If businesses need further information about addressing the gap, it can be accessed through official channels or by directly contacting the department.
How do I calculate it?
According to Government guidance, calculating the gap requires companies to provide-
- The median and mean gap in hourly pay
- The median and mean gap in bonus pay
- The proportion of males and females receiving bonus pay
- The proportion of males and females in each payment or salaried quartile
These can be provided as ‘whole’ percentages or figures rounded to one decimal point. While these figures may be straightforward to calculate, they do require the harvesting of key information from your payroll, known as your business’ ‘snapshot date’. Depending on the structure of your company, these need to be provided on the 5th of April for charities and businesses, or the 31st of March for those working in the public sector.
Each of these values requires the management of a number of figures that is not only time consuming but labour intensive. Once the figures have been checked and fully validated, each company is required to provide a
written statement confirming that the figures they provide are accurate and fully signed off by a high-ranking official in the business. This is also accompanied by a brief detailing the nature of any disparity and what they intend to do to resolve it. Once provided, this is then made publicly available via a PDF or ideally displayed prominently on the company’s website.

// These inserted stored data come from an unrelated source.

//! Text measurement
//!
//! [`TextMeasurer`] is the only capability the layout engine needs from a
//! font backend. Implementations must be pure: the same text and font state
//! always produce the same width.

use crate::{FontState, Result};
use unicode_segmentation::UnicodeSegmentation;

/// Measures the rendered width of a string
pub trait TextMeasurer {
    /// Width of `text` in pixels when rendered with `font`.
    fn measure_width(&self, text: &str, font: &FontState) -> Result<f64>;
}

impl<F> TextMeasurer for F
where
    F: Fn(&str, &FontState) -> Result<f64>,
{
    fn measure_width(&self, text: &str, font: &FontState) -> Result<f64> {
        self(text, font)
    }
}

/// Monospace measurer: every grapheme advances by `advance_em` of the font size
#[derive(Debug, Clone, Copy, PartialEq)]
pub struct FixedWidthMeasurer {
    pub advance_em: f64,
}

impl FixedWidthMeasurer {
    pub fn new(advance_em: f64) -> Self {
        Self { advance_em }
    }

    /// A measurer where each grapheme is exactly `width` pixels at `font_size`
    pub fn with_cell_width(width: f64, font_size: f64) -> Self {
        Self::new(width / font_size)
    }
}

impl Default for FixedWidthMeasurer {
    fn default() -> Self {
        // Average glyph width is roughly 60% of the em
        Self::new(0.6)
    }
}

impl TextMeasurer for FixedWidthMeasurer {
    fn measure_width(&self, text: &str, font: &FontState) -> Result<f64> {
        font.validate()?;
        let clusters = text.graphemes(true).count();
        Ok(clusters as f64 * self.advance_em * font.size)
    }
}
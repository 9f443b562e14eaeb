//! Error types for text engine

use thiserror::Error;

#[derive(Debug, Error)]
pub enum TextError {
    #[error("Font not found: {0}")]
    FontNotFound(String),

    #[error("Invalid font data: {0}")]
    InvalidFontData(String),

    #[error("Invalid font specification: {0}")]
    InvalidFontSpec(String),
}

pub type Result<T> = std::result::Result<T, TextError>;
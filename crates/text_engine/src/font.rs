//! Font state used for measurement and drawing

use crate::{Result, TextError};
use serde::{Deserialize, Serialize};

/// Default family when none is configured
pub const DEFAULT_FONT_FAMILY: &str = "sans-serif";

/// Vertical anchor of the text relative to the draw position
#[derive(Debug, Clone, Copy, PartialEq, Eq, Hash, Default, Serialize, Deserialize)]
#[serde(rename_all = "lowercase")]
pub enum TextBaseline {
    #[default]
    Alphabetic,
    Top,
    Hanging,
    Middle,
    Ideographic,
    Bottom,
}

impl TextBaseline {
    pub fn as_str(&self) -> &'static str {
        match self {
            Self::Alphabetic => "alphabetic",
            Self::Top => "top",
            Self::Hanging => "hanging",
            Self::Middle => "middle",
            Self::Ideographic => "ideographic",
            Self::Bottom => "bottom",
        }
    }
}

/// The font settings in effect when a string is measured or drawn
#[derive(Debug, Clone, PartialEq, Serialize, Deserialize)]
#[serde(rename_all = "camelCase")]
pub struct FontState {
    /// Ordered family list, most preferred first
    pub families: Vec<String>,
    /// CSS-style font style keywords (e.g. "normal", "italic bold")
    pub style: String,
    /// Font size in pixels
    pub size: f64,
    /// Text baseline
    pub baseline: TextBaseline,
}

impl FontState {
    pub fn new(family: impl Into<String>, size: f64) -> Self {
        Self {
            families: vec![family.into()],
            style: "normal".to_string(),
            size,
            baseline: TextBaseline::Alphabetic,
        }
    }

    pub fn with_families<I, S>(mut self, families: I) -> Self
    where
        I: IntoIterator<Item = S>,
        S: Into<String>,
    {
        self.families = families.into_iter().map(Into::into).collect();
        self
    }

    pub fn with_style(mut self, style: impl Into<String>) -> Self {
        self.style = style.into();
        self
    }

    pub fn with_baseline(mut self, baseline: TextBaseline) -> Self {
        self.baseline = baseline;
        self
    }

    /// The same font with its size multiplied by `precision`
    pub fn scaled(&self, precision: f64) -> Self {
        Self {
            size: self.size * precision,
            ..self.clone()
        }
    }

    /// First family in the list, if any
    pub fn primary_family(&self) -> Option<&str> {
        self.families.first().map(String::as_str)
    }

    /// CSS font shorthand, e.g. `normal 40px "Roboto","sans-serif"`
    pub fn css_font(&self) -> String {
        let families = self
            .families
            .iter()
            .map(|f| format!("\"{}\"", f))
            .collect::<Vec<_>>()
            .join(",");
        format!("{} {}px {}", self.style, self.size, families)
    }

    /// Check that the font can be measured at all.
    pub fn validate(&self) -> Result<()> {
        if self.families.is_empty() || self.families.iter().any(|f| f.trim().is_empty()) {
            return Err(TextError::InvalidFontSpec(
                "font family list must contain non-empty names".into(),
            ));
        }
        if !self.size.is_finite() || self.size <= 0.0 {
            return Err(TextError::InvalidFontSpec(format!(
                "font size must be positive, got {}",
                self.size
            )));
        }
        Ok(())
    }
}

impl Default for FontState {
    fn default() -> Self {
        Self::new(DEFAULT_FONT_FAMILY, 40.0)
    }
}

Once provided, this data is then harvested and fed into regular reports. At the low level this allows for a critique of companies that fail to address issues and at the high level ensures a better understanding of sectoral issues – allowing it to shape governmental policy.
However, as with any process, it can cause human error which can potentially be damaging when dealing with such an important topic. Choosing a software platform can allow you to automate a great deal of the process – enabling you to update, amend and validate information to ensure that it is in full compliance with Gender Pay Gap legislation.
This also allows for the harvesting of key statistics and information, allowing you to take steps to address any disparity or help better understand where any inequality stems from. This can be a
significant soft power coup, helping you attract positive press, increase your reputation, and help attract a higher calibre of client and employee in the years ahead.